Nelle prime battute conosciamo subito la coppia che ci sta di fronte: lui, Michael (Alec Baldwin), è un produttore hollywoodiano sicuro di sé e un po’ arrogante, sempre al telefono e pronto a dare ordini alla moglie; lei, Anne (Diane Lane, vive in funzione di lui, magari non proprio contenta ma rassegnata a un ruolo di “spalla”. Poi mentre dal festival di Cannes devono partire per Budapest, per il set di un grosso film con alcune difficoltà da risolvere, lei non si sente bene e preferisce andare a Parigi, dove un’amica le mette a disposizione la casa. A darle un passaggio è Jacques, il socio francese del marito: «In serata sarà a Parigi» promette lui, e aggiunge di fronte alla sua ritrosia: «Non mordo mica…». Il marito è tranquillo, lei meno – non lo conosce – ma l’uomo non sembra un pericoloso assatanato. E in effetti Jacques è garbato, parla magari un po’ troppo ma è gentile, e illustra le bellezze dei luoghi con grande savoir faire. E tra un paesaggio da mostrarle, un cibo o un vino da farle assaggiare, un monumento o una mostra da visitare, il breve viaggio si prolunga…

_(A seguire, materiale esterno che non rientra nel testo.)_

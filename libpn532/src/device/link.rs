// libpn532-rs/libpn532/src/device/link.rs
//! ACK handshake over the byte stream.
//!
//! One call walks Idle -> FrameSent -> AckAwaited -> AckVerified ->
//! ResponseAwaited -> ResponseParsed and always ends back in Idle, whatever
//! the outcome. No retries happen here.

use std::time::Duration;

use log::{debug, error, warn};

use crate::config::Strictness;
use crate::constants::{ACK_FRAME, DEVICE_MARKER, LONG_PREAMBLE_LEN, POSTAMBLE, RESPONSE_HEAD_LEN};
use crate::protocol::checksum::{data_checksum_ok, dcs, lcs};
use crate::protocol::FrameHead;
use crate::transport::Transport;
use crate::utils::HexBytes;
use crate::{Error, Result};

/// Handshake progress of the current command.
#[derive(Debug, Clone, Copy, PartialEq, Eq)]
pub enum LinkState {
    /// No command in flight
    Idle,
    /// Frame written
    FrameSent,
    /// Waiting for the ACK
    AckAwaited,
    /// ACK checked
    AckVerified,
    /// Waiting for the reply frame
    ResponseAwaited,
    /// Reply decoded
    ResponseParsed,
}

/// Frame-level link to the controller over one transport.
pub struct Link {
    transport: Box<dyn Transport>,
    strictness: Strictness,
    label: String,
    state: LinkState,
}

impl Link {
    /// Wrap `transport`; the log label is derived from its name.
    pub fn new(transport: Box<dyn Transport>, strictness: Strictness) -> Self {
        let label = format!("[PN532|{}]", transport.name());
        Self {
            transport,
            strictness,
            label,
            state: LinkState::Idle,
        }
    }

    /// `[PN532|<port>]`
    pub fn label(&self) -> &str {
        &self.label
    }

    /// Current handshake state.
    pub fn state(&self) -> LinkState {
        self.state
    }

    /// Current strictness.
    pub fn strictness(&self) -> Strictness {
        self.strictness
    }

    /// Change how anomalies are handled.
    pub fn set_strictness(&mut self, strictness: Strictness) {
        self.strictness = strictness;
    }

    /// Underlying transport.
    pub fn transport_mut(&mut self) -> &mut dyn Transport {
        &mut *self.transport
    }

    /// Wake the controller from power-down: a long run of zeros followed by
    /// an ACK, then drop whatever the wake-up provoked.
    pub fn wake_up(&mut self) -> Result<()> {
        self.transport.flush()?;
        let mut bytes = vec![0u8; LONG_PREAMBLE_LEN];
        bytes.extend_from_slice(&ACK_FRAME);
        self.transport.send(&bytes)?;
        self.transport.reset_input()
    }

    /// Drop pending bytes in both directions.
    pub fn reset_buffers(&mut self) -> Result<()> {
        self.transport.reset_buffers()
    }

    /// Write `frame` and run the handshake. `Ok(None)` means the controller
    /// stayed silent or, in tolerant mode, sent a head that cannot be
    /// trusted. The returned body has the TFI stripped.
    pub fn send_frame(&mut self, frame: &[u8], timeout: Duration) -> Result<Option<Vec<u8>>> {
        let result = self.exchange(frame, timeout);
        self.transition(LinkState::Idle);
        result
    }

    fn exchange(&mut self, frame: &[u8], timeout: Duration) -> Result<Option<Vec<u8>>> {
        debug!("{} sending {}", self.label, HexBytes(frame));
        self.transport.send(frame)?;
        self.transition(LinkState::FrameSent);

        self.transition(LinkState::AckAwaited);
        let ack = self.transport.receive(ACK_FRAME.len(), timeout)?;
        if ack.is_empty() {
            error!("{} did not get response from PN532", self.label);
            return Ok(None);
        }
        if ack != ACK_FRAME {
            self.anomaly(format!("did not get ACK frame, got {}", HexBytes(&ack)))?;
        }
        self.transition(LinkState::AckVerified);

        self.transition(LinkState::ResponseAwaited);
        let head_bytes = self.transport.receive(RESPONSE_HEAD_LEN, timeout)?;
        if head_bytes.is_empty() {
            debug!("{} no response frame", self.label);
            return Ok(None);
        }
        let head = FrameHead::parse(&head_bytes)?;
        if !head.preamble_ok() {
            self.anomaly(format!(
                "unexpected start of frame, got {}",
                HexBytes(&head.start)
            ))?;
        }
        if !head.length_checksum_ok() {
            if self.strict() {
                return Err(Error::ChecksumMismatch {
                    expected: lcs(head.len),
                    actual: head.lcs,
                });
            }
            error!("{} frame failed length checksum", self.label);
            return Ok(None);
        }
        if head.marker != DEVICE_MARKER {
            if self.strict() {
                return Err(Error::FrameFormat(format!(
                    "unexpected TFI {:#04x}",
                    head.marker
                )));
            }
            error!("{} unexpected TFI byte, got {:02x}", self.label, head.marker);
            return Ok(None);
        }

        let body_len = head.body_len()?;
        let body = self.read_exact(body_len, timeout)?;
        let checksum = self.read_exact(1, timeout)?[0];

        // Checksum and postamble problems are reported only after the ACK
        // has gone out, so the controller never stays in its wait state.
        let mut deferred = None;
        if !data_checksum_ok(head.marker, &body, checksum) {
            if self.strict() {
                deferred = Some(Error::ChecksumMismatch {
                    expected: dcs(head.marker, &body),
                    actual: checksum,
                });
            } else {
                error!("{} frame failed data checksum", self.label);
            }
        }
        let postamble = self.transport.receive(1, timeout)?;
        if postamble.first() != Some(&POSTAMBLE) {
            if self.strict() {
                deferred.get_or_insert_with(|| {
                    Error::FrameFormat(format!("unexpected postamble {}", HexBytes(&postamble)))
                });
            } else {
                warn!("{} unexpected postamble, got {}", self.label, HexBytes(&postamble));
            }
        }

        self.transport.send(&ACK_FRAME)?;
        self.transition(LinkState::ResponseParsed);
        debug!(
            "{} received {}{}",
            self.label,
            HexBytes(&head.as_bytes()),
            HexBytes(&body)
        );

        match deferred {
            Some(e) => Err(e),
            None => Ok(Some(body)),
        }
    }

    /// A short read here means the LEN byte promised more than arrived.
    fn read_exact(&mut self, len: usize, timeout: Duration) -> Result<Vec<u8>> {
        let bytes = self.transport.receive(len, timeout)?;
        if bytes.len() != len {
            return Err(Error::InvalidLength {
                expected: len,
                actual: bytes.len(),
            });
        }
        Ok(bytes)
    }

    fn strict(&self) -> bool {
        self.strictness == Strictness::Strict
    }

    fn anomaly(&self, message: String) -> Result<()> {
        if self.strict() {
            return Err(Error::FrameFormat(message));
        }
        error!("{} {}", self.label, message);
        Ok(())
    }

    fn transition(&mut self, next: LinkState) {
        #[cfg(feature = "diagnostics")]
        log::trace!("{} {:?} -> {:?}", self.label, self.state, next);
        self.state = next;
    }
}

Debuttare alla regia di un lungometraggio a 80 anni, pur dopo aver diretto alcuni documentari, non è da tutti. Ci è riuscita Eleanor Coppola, moglie del grande Francis Ford e madre di Sofia (ma la famiglia Coppola conta parecchi altri membri, tra figli, nipoti e congiunti). E certo viene spontaneo pensare (oltre a qualche possibile spunto autobiografico) che senza l’augusto marito forse il debutto non ci sarebbe stato: la commedia, garbata e con tocchi di sensibilità, è però molto esile e stiracchiata, anche pretestuosa nel mostrare un grand tour di un’americana quasi a Parigi a tratti affascinante, ma in altri momenti più simile a una docu-fiction promozionale da ente del turismo per ricchi snob. Gli attori, in particolare la bellissima Diane Lane, hanno classe e glamour, ma i dialoghi sono spesso inconsistenti e i continui stop forzati irritano anche un po’, per come l’uomo li congegna e per come la donna cerca solo blandamente di evitarli. Come pure le continue foto di lei a tutto, cibi in special modo (e per fortuna che non li “posta” su qualche social network…). Molte, troppe frasi fatte («Guidare è il solo modo di conoscere un Paese… La vita e il lavoro hanno un ciclo…»), mentre inizia una sottile schermaglia seduttiva – che pure l’uomo ha già le sue soddisfazioni, in quel campo, come non disdegna di mostrare in una delle sue soste – che rimarrà aperta a ogni conclusione, ma anche senza suscitare troppo interesse in chi guarda.
Poi, all’improvviso e in maniera imprevista, un momento di verità e di emozione, con il racconto di un triste lutto lontano ma sempre vivo (la perdita di un bambino) e l’affidare quel dolore a una Madre speciale. Un solo momento, perché poi il film riprende il suo percorso; anche se il finale non è male. Ma rimane un po’ poco, di un’operina anche simpatica ma leggera come una bolla di sapone.